A critical complementary process within the pilot was the formal legalisation of unauthorised construction. Most such structures were built without official planning or construction permits. Document No.78 issued by the provincial government allows property owners to pay supplementary fees corresponding to regulatory standards in force at the time of construction to formalise their titles.
Multi-tier governments, private enterprises, village communities and individual residents constitute core stakeholders throughout implementation, with coordinated cross-sector collaboration underpinning pilot success. The provincial government performs overarching policy coordination, monitoring and oversight, while delegating discretionary authority to municipal and district governments to tailor implementation procedures to local conditions. Municipal and district authorities issue detailed implementation rules, identify eligible projects and planning boundaries, incentivise market participation and provide ongoing project guidance and administrative support.
Cities across Guangdong established dedicated Urban Renewal Bureaus to oversee delivery. Real estate developers, original title holders and community residents actively participate in project operation. However, complex village collective governance structures and fragmented property rights create persistent challenges for equitable distribution of redevelopment-derived economic gains. Negotiations typically begin between developers and village committee leadership, followed by community-wide consultation with villagers. The opaque nature of this process creates opportunities for rent-seeking and corrupt practice. Many villagers perceive unfair benefit distribution and resist project delivery, leading to pervasive schedule delays. While judicial resolution of disputes is formally available, courts face overwhelming case backlogs and limited specialised land expertise, reducing willingness to intervene. To mitigate conflict, developers offer substantial compensation packages to original residents in high-margin projects, yet this practice inflates public compensation expectations and drives up costs for all future regeneration schemes.

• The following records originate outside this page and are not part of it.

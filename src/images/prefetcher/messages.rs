use tokio::sync::oneshot;

use super::PrefetchContext;
use crate::feed::ParsedItem;
use crate::fetch::{Image, ProxyConfig};

/// Commands sent from [`PrefetchHandle`](super::PrefetchHandle) to the actor.
pub(super) enum PrefetchCommand {
    Prefetch {
        items: Vec<ParsedItem>,
        context: PrefetchContext,
    },
    SetProxy {
        proxy: ProxyConfig,
    },
    IsBusy {
        reply: oneshot::Sender<bool>,
    },
}

/// Messages from a prefetch worker back to the actor.
pub(super) enum WorkerMessage {
    /// One image landed. `url` is the reference as written in the item.
    Fetched { job: u64, url: String, image: Image },
    /// The worker exited, normally, on abort, or by panicking.
    Done { job: u64, panic: Option<String> },
}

To deepen coordinated collaboration between government agencies, market actors and local communities, the Guangdong Provincial Government established a semi-official industry body, the Guangdong Three-Old Redevelopment Association, in 2018. By the end of 2021, the Association boasted over 500 corporate and institutional members actively engaged in urban regeneration. Over its years of operation, the Association has played a pivotal role in advancing regeneration practice by collecting stakeholder feedback, identifying implementation bottlenecks, drafting remedial policy proposals and reporting policy outcomes to the provincial government. It also organises conferences, training workshops and knowledge-sharing events to disseminate policy interpretations, project delivery experience and best practice case studies. Major cities have established local branches of the Three-Old Association to facilitate multi-stakeholder dialogue within municipal jurisdictions.
3.3 Outcomes of the Three-Old Pilot Programme
The ten-year pilot delivered substantial tangible results across Guangdong. By 2019, 7,894 Three-Old projects had been completed, covering a total area of 320 square kilometres (Table 3), accounting for nearly 10% of all new urban land supply province-wide. Over half of finished projects are concentrated in the PRD, where all regeneration typologies represent more than 65% of total redeveloped land area. While outcomes in non-PRD regions are less pronounced, the programme delivered impressive provincial-wide results overall.
The initiative attracted RMB 1.7 trillion in total capital investment, 86% of which originated from private market sources, demonstrating the central role of private capital in delivery. The scheme advanced intensive industrial land use: 1,329 projects covering 44 square kilometres converted secondary industrial land to tertiary service use; 1,842 projects spanning 50 square kilometres delivered industrial upgrading of existing manufacturing zones; and 374 projects covering 47 square kilometres upgraded tertiary service land. The programme also stabilised residential land supply, with redeveloped stock land accounting for approximately 30% of all residential land released between 2012 and 2018. As of September 2021, the Three-Old scheme delivered 51,400 affordable housing units.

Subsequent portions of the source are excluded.